A team that looked poised to cap off a historic 2015 season with its first Big Ten title in 14 years instead went home early and empty-handed.
A group of seniors that so boldly willed the Black and Gold to victory night in and night out for four seasons will graduate without a single conference championship to show for it, and while a looming NCAA Tournament run could provide one last shot at redemption, the loss will leave a bitter taste of defeat won’t soon subside.
For captain Sam Logic, that sting was twice as harsh. The senior and All-American point guard was forced to watch her team lose from the bench in overtime after fouling out in the final minute of regulation.
“It’s going to sting for a while,” she said. “At that moment, I still thought we were going to win, and I still think we could win. We were right there the whole time.”
With a not quite two weeks until the tournament begins, the Hawks will have plenty of time to stew over the loss and try to piece together what exactly went wrong.
And as painful as it is, head coach Lisa Bluder and her team know March is no time for self-pity.
Beaten but far from broken, the Hawkeyes will try to use the loss as extra motivation to galvanize themselves for the upcoming championship run.

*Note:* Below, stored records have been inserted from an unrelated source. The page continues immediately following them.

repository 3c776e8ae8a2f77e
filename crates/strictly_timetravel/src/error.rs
//! Game error types.

use super::Position;

/// Why a move could not be placed on the board.
#[derive(Debug, Clone, Copy, PartialEq, Eq, derive_more::Display)]
pub enum InvalidMove {
    /// The square at the position is already occupied.
    #[display("square {} is already occupied", _0)]
    SquareOccupied(Position),

    /// The coordinates fall outside the 3x3 board.
    #[display("({}, {}) is off the board", row, col)]
    OutOfBounds {
        /// Requested row.
        row: usize,
        /// Requested column.
        col: usize,
    },
}

/// Error returned by board, history and engine operations.
///
/// Every variant is recoverable; the caller decides whether to surface it
/// or quietly ignore it (e.g. a click on an occupied square).
#[derive(Debug, Clone, PartialEq, Eq, derive_more::Display, derive_more::Error)]
pub enum GameError {
    /// The move targets an occupied or nonexistent square.
    #[display("Invalid move: {}", _0)]
    InvalidMove(#[error(not(source))] InvalidMove),

    /// A move was attempted after the game was won or drawn.
    #[display("Game is already over")]
    GameOver,

    /// A replay target does not exist in the history.
    #[display("History index {} out of range (length {})", index, len)]
    IndexOutOfRange {
        /// Requested index.
        index: usize,
        /// History length at the time of the request.
        len: usize,
    },

    /// The history head is terminal and cannot be extended.
    #[display("History is closed: the game has already ended")]
    HistoryClosed,

    /// A deserialized history does not start from the empty board or has
    /// the wrong length.
    #[display("Malformed history: {}", _0)]
    MalformedHistory(#[error(not(source))] String),

    /// An invariant was violated (postcondition failure).
    #[display("Invariant violation: {}", _0)]
    InvariantViolation(#[error(not(source))] String),
}
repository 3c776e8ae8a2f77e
//! Win detection logic for tic-tac-toe.

use super::super::{Board, GameStatus, Player, Position, Square};
use super::draw::is_full;
use derive_getters::Getters;
use serde::{Deserialize, Serialize};
use tracing::instrument;

/// Three positions forming a row, column or diagonal.
pub type WinLine = [Position; 3];

/// Every winning line, in evaluation order.
///
/// When a board completes more than one line at once, the first match in
/// this order is reported.
pub const LINES: [WinLine; 8] = [
    // Rows
    [Position::TopLeft, Position::TopCenter, Position::TopRight],
    [
        Position::MiddleLeft,
        Position::Center,
        Position::MiddleRight,
    ],
    [
        Position::BottomLeft,
        Position::BottomCenter,
        Position::BottomRight,
    ],
    // Columns
    [
        Position::TopLeft,
        Position::MiddleLeft,
        Position::BottomLeft,
    ],
    [
        Position::TopCenter,
        Position::Center,
        Position::BottomCenter,
    ],
    [
        Position::TopRight,
        Position::MiddleRight,
        Position::BottomRight,
    ],
    // Diagonals
    [Position::TopLeft, Position::Center, Position::BottomRight],
    [Position::TopRight, Position::Center, Position::BottomLeft],
];

/// Result of evaluating a board.
#[derive(Debug, Clone, Copy, PartialEq, Eq, Getters, Serialize, Deserialize)]
pub struct Evaluation {
    /// Owner of the first completed line.
    winner: Option<Player>,
    /// The first completed line.
    line: Option<WinLine>,
    /// Whether every square is occupied.
    full: bool,
}

impl Evaluation {
    /// Derives the game status: a winner beats a full board.
    pub fn status(&self) -> GameStatus {
        match self.winner {
            Some(player) => GameStatus::Won(player),
            None if self.full => GameStatus::Draw,
            None => GameStatus::InProgress,
        }
    }
}

/// Evaluates the board against every line in [`LINES`].
#[instrument(skip(board))]
pub fn evaluate(board: &Board) -> Evaluation {
    let full = is_full(board);

    for line in LINES {
        let [a, b, c] = line;
        let sq = board.get(a);
        if let Square::Occupied(player) = sq
            && sq == board.get(b)
            && sq == board.get(c)
        {
            return Evaluation {
                winner: Some(player),
                line: Some(line),
                full,
            };
        }
    }

    Evaluation {
        winner: None,
        line: None,
        full,
    }
}

/// Checks if there is a winner on the board.
///
/// Returns `Some(player)` if the player has three in a row,
/// `None` otherwise.
pub fn check_winner(board: &Board) -> Option<Player> {
    evaluate(board).winner
}
//! Tests for loading engine configuration.

use std::io::Write;
use strictly_timetravel::{GameConfig, GameEngine, Player};
use tempfile::NamedTempFile;

#[test]
fn test_load_config_from_file() {
    let mut file = NamedTempFile::new().expect("Failed to create temp file");
    writeln!(file, "first_player = \"O\"").unwrap();
    writeln!(file, "verify_invariants = true").unwrap();

    let config = GameConfig::from_file(file.path()).expect("Valid config");
    assert_eq!(*config.first_player(), Player::O);
    assert!(*config.verify_invariants());

    let mut engine = GameEngine::with_config(config);
    assert_eq!(engine.to_move(), Player::O);
    engine.play(1, 1).unwrap();
    assert_eq!(engine.to_move(), Player::X);
}

#[test]
fn test_missing_file_reports_error() {
    let dir = tempfile::tempdir().expect("Failed to create temp dir");
    let err = GameConfig::from_file(dir.path().join("absent.toml")).unwrap_err();
    assert!(err.message.contains("Failed to read config file"));
    assert!(err.to_string().starts_with("Config error:"));
}

#[test]
fn test_empty_file_uses_defaults() {
    let file = NamedTempFile::new().expect("Failed to create temp file");
    let config = GameConfig::from_file(file.path()).expect("Empty config is valid");
    assert_eq!(config, GameConfig::default());
}
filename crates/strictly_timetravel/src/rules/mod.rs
//! Game rules for tic-tac-toe.
//!
//! This module contains pure functions for evaluating game state
//! according to tic-tac-toe rules. Rules are separated from board
//! storage so history replay can re-derive status from any snapshot.

pub mod draw;
pub mod win;

pub use draw::{is_draw, is_full};
pub use win::{Evaluation, LINES, WinLine, check_winner, evaluate};
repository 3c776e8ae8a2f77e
//! Alternating turn invariant: players alternate X, O, X, O, ...

use super::super::GameEngine;
use super::Invariant;

/// Invariant: Players alternate turns.
///
/// The first recorded move belongs to the configured first player, no
/// player moves twice in a row, and the player to move is the opponent of
/// the last mover (or the first player on an empty history).
pub struct AlternatingTurnInvariant;

impl Invariant<GameEngine> for AlternatingTurnInvariant {
    fn holds(game: &GameEngine) -> bool {
        let first_player = *game.config().first_player();
        let movers: Vec<_> = game
            .history()
            .iter()
            .filter_map(|snapshot| snapshot.mov().map(|m| m.player()))
            .collect();

        if let Some(first) = movers.first()
            && *first != first_player
        {
            return false;
        }

        if movers.windows(2).any(|pair| pair[0] == pair[1]) {
            return false;
        }

        let expected_next = match movers.last() {
            Some(last) => last.opponent(),
            None => first_player,
        };
        game.to_move() == expected_next
    }

    fn description() -> &'static str {
        "Players alternate turns (X, O, X, O, ...)"
    }
}

#[cfg(test)]
mod tests {
    use super::*;
    use crate::{GameConfig, Player, Position};

    #[test]
    fn test_empty_game_holds() {
        assert!(AlternatingTurnInvariant::holds(&GameEngine::new()));
    }

    #[test]
    fn test_alternating_sequence_holds() {
        let game = GameEngine::from_positions(&[
            Position::TopLeft,
            Position::Center,
            Position::TopRight,
            Position::BottomLeft,
            Position::BottomRight,
        ])
        .unwrap();
        assert!(AlternatingTurnInvariant::holds(&game));
        assert_eq!(game.to_move(), Player::O);
    }

    #[test]
    fn test_holds_with_o_first() {
        let mut game = GameEngine::with_config(GameConfig::new().with_first_player(Player::O));
        game.play(0, 0).unwrap();
        game.play(1, 1).unwrap();
        assert!(AlternatingTurnInvariant::holds(&game));
    }

    #[test]
    fn test_wrong_to_move_violates() {
        let mut game = GameEngine::from_positions(&[Position::Center]).unwrap();
        game.to_move = Player::X;
        assert!(!AlternatingTurnInvariant::holds(&game));
    }
}
//! Core domain types for tic-tac-toe.

use super::action::Move;
use super::error::{GameError, InvalidMove};
use super::position::Position;
use serde::{Deserialize, Serialize};
use tracing::{debug, instrument};

/// Player in the game.
#[derive(
    Debug, Clone, Copy, PartialEq, Eq, Hash, Serialize, Deserialize, derive_more::Display,
)]
pub enum Player {
    /// Player X (goes first by default).
    X,
    /// Player O (goes second by default).
    O,
}

impl Player {
    /// Returns the opponent player.
    pub fn opponent(self) -> Self {
        match self {
            Player::X => Player::O,
            Player::O => Player::X,
        }
    }
}

/// A square on the tic-tac-toe board.
#[derive(Debug, Clone, Copy, PartialEq, Eq, Hash, Default, Serialize, Deserialize)]
pub enum Square {
    /// Empty square.
    #[default]
    Empty,
    /// Square occupied by a player.
    Occupied(Player),
}

impl Square {
    /// Returns the occupying player, if any.
    pub fn player(self) -> Option<Player> {
        match self {
            Square::Empty => None,
            Square::Occupied(player) => Some(player),
        }
    }
}

/// 3x3 tic-tac-toe board.
///
/// Boards are plain values. Applying a move never touches the board it was
/// called on; it hands back a fresh copy with the new mark, so every
/// snapshot in the history owns a board nobody else can change.
#[derive(Debug, Clone, PartialEq, Eq, Hash, Serialize, Deserialize)]
pub struct Board {
    /// Squares in row-major order (0-8).
    squares: [Square; 9],
}

impl Board {
    /// Creates a new empty board.
    pub const fn new() -> Self {
        Self {
            squares: [Square::Empty; 9],
        }
    }

    /// Creates a board from squares in row-major order.
    pub fn from_squares(squares: [Square; 9]) -> Self {
        Self { squares }
    }

    /// Gets the square at the given position.
    pub fn get(&self, pos: Position) -> Square {
        self.squares[pos.to_index()]
    }

    /// Checks if a square is empty.
    pub fn is_empty(&self, pos: Position) -> bool {
        self.get(pos) == Square::Empty
    }

    /// Returns all squares as a slice.
    pub fn squares(&self) -> &[Square; 9] {
        &self.squares
    }

    /// Number of occupied squares.
    pub fn occupied_count(&self) -> usize {
        self.squares.iter().filter(|s| **s != Square::Empty).count()
    }

    /// Returns a new board with the move applied.
    ///
    /// # Errors
    ///
    /// Returns [`InvalidMove::SquareOccupied`] if the target square is taken.
    #[instrument(skip(self), fields(position = %mov.position(), player = %mov.player()))]
    pub fn apply_move(&self, mov: &Move) -> Result<Board, GameError> {
        let pos = mov.position();
        if !self.is_empty(pos) {
            debug!("Rejecting move onto occupied square");
            return Err(GameError::InvalidMove(InvalidMove::SquareOccupied(pos)));
        }

        let mut next = self.clone();
        next.squares[pos.to_index()] = Square::Occupied(mov.player());
        Ok(next)
    }

    /// Overwrites a square in place.
    ///
    /// Only for building corrupted states in tests.
    #[cfg(test)]
    pub(crate) fn set(&mut self, pos: Position, square: Square) {
        self.squares[pos.to_index()] = square;
    }

    /// Formats the board as a human-readable string.
    pub fn display(&self) -> String {
        let mut result = String::new();
        for row in 0..3 {
            for col in 0..3 {
                let pos = row * 3 + col;
                let symbol = match self.squares[pos] {
                    Square::Empty => (pos + 1).to_string(),
                    Square::Occupied(player) => player.to_string(),
                };
                result.push_str(&symbol);
                if col < 2 {
                    result.push('|');
                }
            }
            if row < 2 {
                result.push_str("\n-+-+-\n");
            }
        }
        result
    }
}

impl Default for Board {
    fn default() -> Self {
        Self::new()
    }
}

/// Current status of the game.
#[derive(Debug, Clone, Copy, PartialEq, Eq, Hash, Serialize, Deserialize)]
pub enum GameStatus {
    /// Game is ongoing.
    InProgress,
    /// Game ended in a win.
    Won(Player),
    /// Game ended in a draw.
    Draw,
}

impl GameStatus {
    /// Returns true for `Won` and `Draw`.
    pub fn is_over(self) -> bool {
        !matches!(self, GameStatus::InProgress)
    }

    /// Returns the winner if there is one.
    pub fn winner(self) -> Option<Player> {
        match self {
            GameStatus::Won(player) => Some(player),
            GameStatus::InProgress | GameStatus::Draw => None,
        }
    }
}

“We have to get back to figuring out why it happened the last two nights,” Bluder said. “Because it obviously hurts you in tight games, in overtime games … So we just let the pace of the game overtake us, I think, a little bit at that point.”
A Big Ten title may not have been in the cards for this year’s Hawkeye squad, but the Hawks as currently constructed still have the capability to do some serious damage once the brackets are set.

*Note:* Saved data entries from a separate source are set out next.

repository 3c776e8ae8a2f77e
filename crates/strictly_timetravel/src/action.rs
//! First-class action types for tic-tac-toe.
//!
//! Moves are domain events, not side effects. They represent
//! the player's intent and can be validated independently of execution.

use super::error::{GameError, InvalidMove};
use super::{Player, Position};
use serde::{Deserialize, Serialize};
use tracing::{debug, instrument};

/// A move in tic-tac-toe: a player placing their mark at a position.
#[derive(Debug, Clone, Copy, PartialEq, Eq, Hash, Serialize, Deserialize)]
pub struct Move {
    /// The player making the move.
    player: Player,
    /// The position where the player places their mark.
    position: Position,
}

impl Move {
    /// Creates a new move.
    pub fn new(player: Player, position: Position) -> Self {
        Self { player, position }
    }

    /// Creates a move from zero-based row and column.
    ///
    /// # Errors
    ///
    /// Returns [`InvalidMove::OutOfBounds`] if either coordinate is outside the board.
    #[instrument]
    pub fn at(row: usize, col: usize, player: Player) -> Result<Self, GameError> {
        match Position::from_coords(row, col) {
            Some(position) => Ok(Self::new(player, position)),
            None => {
                debug!("Coordinates fall outside the board");
                Err(GameError::InvalidMove(InvalidMove::OutOfBounds { row, col }))
            }
        }
    }

    /// Returns the player making this move.
    pub fn player(&self) -> Player {
        self.player
    }

    /// Returns the position of this move.
    pub fn position(&self) -> Position {
        self.position
    }

    /// Zero-based row of the move.
    pub fn row(&self) -> usize {
        self.position.row()
    }

    /// Zero-based column of the move.
    pub fn col(&self) -> usize {
        self.position.col()
    }
}

impl std::fmt::Display for Move {
    /// Renders as `X - (col,row)`, column first.
    fn fmt(&self, f: &mut std::fmt::Formatter<'_>) -> std::fmt::Result {
        write!(f, "{} - ({},{})", self.player, self.col(), self.row())
    }
}
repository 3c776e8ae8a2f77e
//! Draw detection logic for tic-tac-toe.

use super::super::{Board, Square};
use super::win::check_winner;

/// Checks if the board is full (all squares occupied).
pub fn is_full(board: &Board) -> bool {
    board.squares().iter().all(|s| *s != Square::Empty)
}

/// A full board with no winner is a draw.
pub fn is_draw(board: &Board) -> bool {
    is_full(board) && check_winner(board).is_none()
}
//! Strictly Timetravel - tic-tac-toe with move history and time travel
//!
//! This library provides the game-state engine behind a tic-tac-toe board
//! that lets players jump back to any earlier move. Rendering is left to the
//! caller: the engine accepts moves and replay requests and exposes
//! everything a view needs to draw the board.
//!
//! # Architecture
//!
//! - **Board**: value-semantics 3x3 grid, moves produce new boards
//! - **Rules**: win and draw evaluation over a fixed line order
//! - **History**: snapshot log, append-only during play, truncated on replay
//! - **Engine**: turn alternation, validation and status tracking
//!
//! # Example
//!
//! ```
//! use strictly_timetravel::{GameEngine, GameStatus, Player};
//!
//! # fn example() -> Result<(), strictly_timetravel::GameError> {
//! let mut engine = GameEngine::new();
//! engine.play(1, 1)?;
//! engine.play(0, 0)?;
//! assert_eq!(engine.to_move(), Player::X);
//!
//! // Jump back to the first move, discarding the second
//! let status = engine.replay(1)?;
//! assert_eq!(status, GameStatus::InProgress);
//! assert_eq!(engine.history().len(), 2);
//! assert_eq!(engine.to_move(), Player::O);
//! # Ok(())
//! # }
//! # example().unwrap();
//! ```

#![warn(missing_docs)]
#![forbid(unsafe_code)]

// Private module declarations
mod action;
mod config;
mod contracts;
mod engine;
mod error;
mod history;
mod invariants;
mod position;
mod rules;
mod types;
mod view;

// Crate-level exports - Core types
pub use action::Move;
pub use position::Position;
pub use types::{Board, GameStatus, Player, Square};

/// Alias for clarity when talking about board symbols.
pub type Mark = Player;

// Crate-level exports - Rules
pub use rules::{Evaluation, LINES, WinLine, check_winner, evaluate, is_draw, is_full};

// Crate-level exports - History
pub use history::{HistoryEntry, HistoryLog, MAX_HISTORY_LEN, Snapshot};

// Crate-level exports - Engine
pub use engine::GameEngine;
pub use view::GameView;

// Crate-level exports - Contracts and invariants
pub use contracts::{Contract, GameNotOver, LegalMove, MoveContract, SquareIsEmpty};
pub use invariants::{
    AlternatingTurnInvariant, HistoryConsistentInvariant, Invariant, InvariantSet,
    InvariantViolation, MonotonicHistoryInvariant, TimetravelInvariants,
};

// Crate-level exports - Configuration and errors
pub use config::{ConfigError, GameConfig};
pub use error::{GameError, InvalidMove};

It’s how they learn from a crushing defeat like the one they had this past weekend that will define how the team performs in two weeks.
Even in defeat, the Hawkeyes’ talent and ability still commands the respect of every school they face.
“They’re one of the best offensive teams I’ve played against in terms of execution and having players fit the style of play they have,” Ohio State head coach Kevin McGuff said. “Iowa’s really an outstanding basketball team.”
The Hawkeyes were their usual offensive juggernaut against the Bucks; however, they continued their struggle at shutting down physical, skilled post players such as Ohio State’s Alexa Hart.
It’s an issue that reared its head earlier in the season against Minnesota and sophomore stud Amanda Zahui B. and one the Hawks have yet to fully correct.Â
Hart’s play, plus an uncharacteristically high number of Iowa turnovers doomed them in the semifinals, and while there’s more than a few small tweaks to correct, it’s not a bad place to start.
“In the second half especially, we didn’t box out well enough,” Bluder said. “That had 10 offensive rebounds the second half. That and the turnover really did us in.”